FF's Notes
← Home

Tokenization

Jun 21, 2025

The language model places a probablity distribution over sequences of # Token (usually represented by integer indices).

Tokenization is the procedure that maps raw text to the ordered sequence of tokens (and their IDs) that the model understands.

A tokenizer is a class that implements the encode and decode methods. The vocabulary size is the number of possible tokens.

Character Tokenizer

A unicode string is a sequence of Unicode characters. Each character can be converted into a code point (integer).
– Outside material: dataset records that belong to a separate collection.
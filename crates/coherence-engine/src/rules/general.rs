//! General rules: evidentiary standard and sole-explanation contradictions

use shared_types::{Finding, FindingKind};

use super::collect::{pairing_rule, paragraphs_finding, signature_rule};
use super::RuleContext;
use crate::patterns::Tag;

/// Insufficiency asserted in one paragraph, full certainty in another
pub fn check_doubt_vs_certainty(ctx: &RuleContext) -> Vec<Finding> {
    pairing_rule(ctx, Tag::Doubt, Tag::Certainty, |doubt, certainty| {
        FindingKind::DoubtVersusCertainty { doubt, certainty }
    })
}

pub fn check_alternatives_vs_sole_explanation(ctx: &RuleContext) -> Vec<Finding> {
    pairing_rule(
        ctx,
        Tag::AlternativesNotExcluded,
        Tag::SoleExplanation,
        |not_excluded, sole_explanation| FindingKind::AlternativesNotExcludedVersusSoleExplanation {
            not_excluded,
            sole_explanation,
        },
    )
}

pub fn check_simple_suspicion(ctx: &RuleContext) -> Vec<Finding> {
    signature_rule(
        ctx,
        |p| p.has(Tag::SimpleSuspicion),
        |_| FindingKind::SimpleSuspicionReference,
    )
}

/// Both suspicion standards invoked: one finding over every involved paragraph
///
/// `paragraphs` lists each involved paragraph once, in document order, even
/// when it invokes both standards. Consumers that need the simple-then-grave
/// grouping read it from the `simple` and `grave` lists of the kind.
pub fn check_suspicion_tension(ctx: &RuleContext) -> Vec<Finding> {
    let simple: Vec<usize> = ctx.tagged(Tag::SimpleSuspicion).map(|p| p.ordinal()).collect();
    let grave: Vec<usize> = ctx.tagged(Tag::GraveSuspicion).map(|p| p.ordinal()).collect();
    if simple.is_empty() || grave.is_empty() {
        return Vec::new();
    }

    let involved: Vec<_> = ctx
        .paragraphs
        .iter()
        .filter(|p| p.has_any(&[Tag::SimpleSuspicion, Tag::GraveSuspicion]))
        .collect();

    vec![paragraphs_finding(
        FindingKind::SuspicionStandardTension { simple, grave },
        &involved,
    )]
}

#[cfg(test)]
mod tests {
    use super::*;
    use crate::tagger::{tag_paragraphs, TaggedParagraph};
    use crate::text::segment_paragraphs;
    use pretty_assertions::assert_eq;

    fn tagged(text: &str) -> Vec<TaggedParagraph> {
        tag_paragraphs(segment_paragraphs(text))
    }

    #[test]
    fn test_doubt_vs_certainty_pair() {
        let paragraphs = tagged(
            "No se ha acreditado la autoría del imputado.\n\n\
             Sin embargo, ha quedado acreditado que el imputado es autor.",
        );
        let findings = check_doubt_vs_certainty(&RuleContext::new(&paragraphs));

        assert_eq!(findings.len(), 1);
        assert_eq!(
            findings[0].kind,
            FindingKind::DoubtVersusCertainty {
                doubt: 1,
                certainty: 2
            }
        );
        assert_eq!(findings[0].paragraphs, vec![1, 2]);
        assert_eq!(findings[0].excerpts.len(), 2);
    }

    #[test]
    fn test_doubt_and_certainty_in_one_paragraph_is_not_a_pair() {
        let paragraphs =
            tagged("No se ha probado la coartada, pero ha quedado acreditado el hecho.");
        assert!(check_doubt_vs_certainty(&RuleContext::new(&paragraphs)).is_empty());
    }

    #[test]
    fn test_alternatives_vs_sole_explanation() {
        let paragraphs = tagged(
            "No puede descartarse la intervención de un tercero.\n\n\
             La única explicación posible es la autoría del acusado.",
        );
        let findings = check_alternatives_vs_sole_explanation(&RuleContext::new(&paragraphs));

        assert_eq!(findings.len(), 1);
        assert_eq!(findings[0].paragraphs, vec![1, 2]);
        assert_eq!(findings[0].label(), "Incongruencia en hipótesis alternativas");
    }

    #[test]
    fn test_simple_suspicion_per_paragraph() {
        let paragraphs = tagged(
            "Existe mera sospecha.\n\nNada más.\n\nSe trata de una sospecha inicial.",
        );
        let findings = check_simple_suspicion(&RuleContext::new(&paragraphs));

        let ordinals: Vec<_> = findings.iter().map(|f| f.paragraphs.clone()).collect();
        assert_eq!(ordinals, vec![vec![1], vec![3]]);
    }

    #[test]
    fn test_suspicion_tension_lists_every_involved_paragraph() {
        let paragraphs = tagged(
            "Hay sospecha grave de participación.\n\n\
             Existe una sospecha simple.\n\n\
             Otro párrafo.\n\n\
             Se mantiene la sospecha grave y la mera sospecha.",
        );
        let findings = check_suspicion_tension(&RuleContext::new(&paragraphs));

        assert_eq!(findings.len(), 1);
        assert_eq!(
            findings[0].kind,
            FindingKind::SuspicionStandardTension {
                simple: vec![2, 4],
                grave: vec![1, 4],
            }
        );
        assert_eq!(findings[0].paragraphs, vec![1, 2, 4]);
        assert_eq!(findings[0].excerpts.len(), 3);
    }

    #[test]
    fn test_no_tension_with_a_single_standard() {
        let paragraphs = tagged("Existe mera sospecha.\n\nY otra sospecha inicial.");
        assert!(check_suspicion_tension(&RuleContext::new(&paragraphs)).is_empty());
    }
}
For example, "a" can be converted to "97".

Problems:

  1. Large vocabulary (every character is a token).
  2. Many characters are quite rare, which is inefficient use of the vocabulary.

Byte Tokenizer

Unicode strings can be represented as a sequence of bytes, which can be represented by integers between 0 and 255.

The vocabulary size is nice and small: a byte can represent 256 values.

Problems:

  1. Small compression ratio, which means the sequence will be too long.

Word Tokenizer

Another approach (closer to what was done classically in NLP) is to split strings into words by using algorithms like regular expressions.

The compression ratio is really small!

Problems:

  1. The number of words is huge.
  2. Many words are rare and the model won't learn much about them.
  3. This doesn't obviously provide a fixed vocabulary size.

Byte Pair Encoding (BPE)

Start with characters, then repeatedly merge the most frequent adjacent symbol pair into a new symbol. The merges capture common letter n-grams (“th”, “ing”, “tion”) and eventually whole words.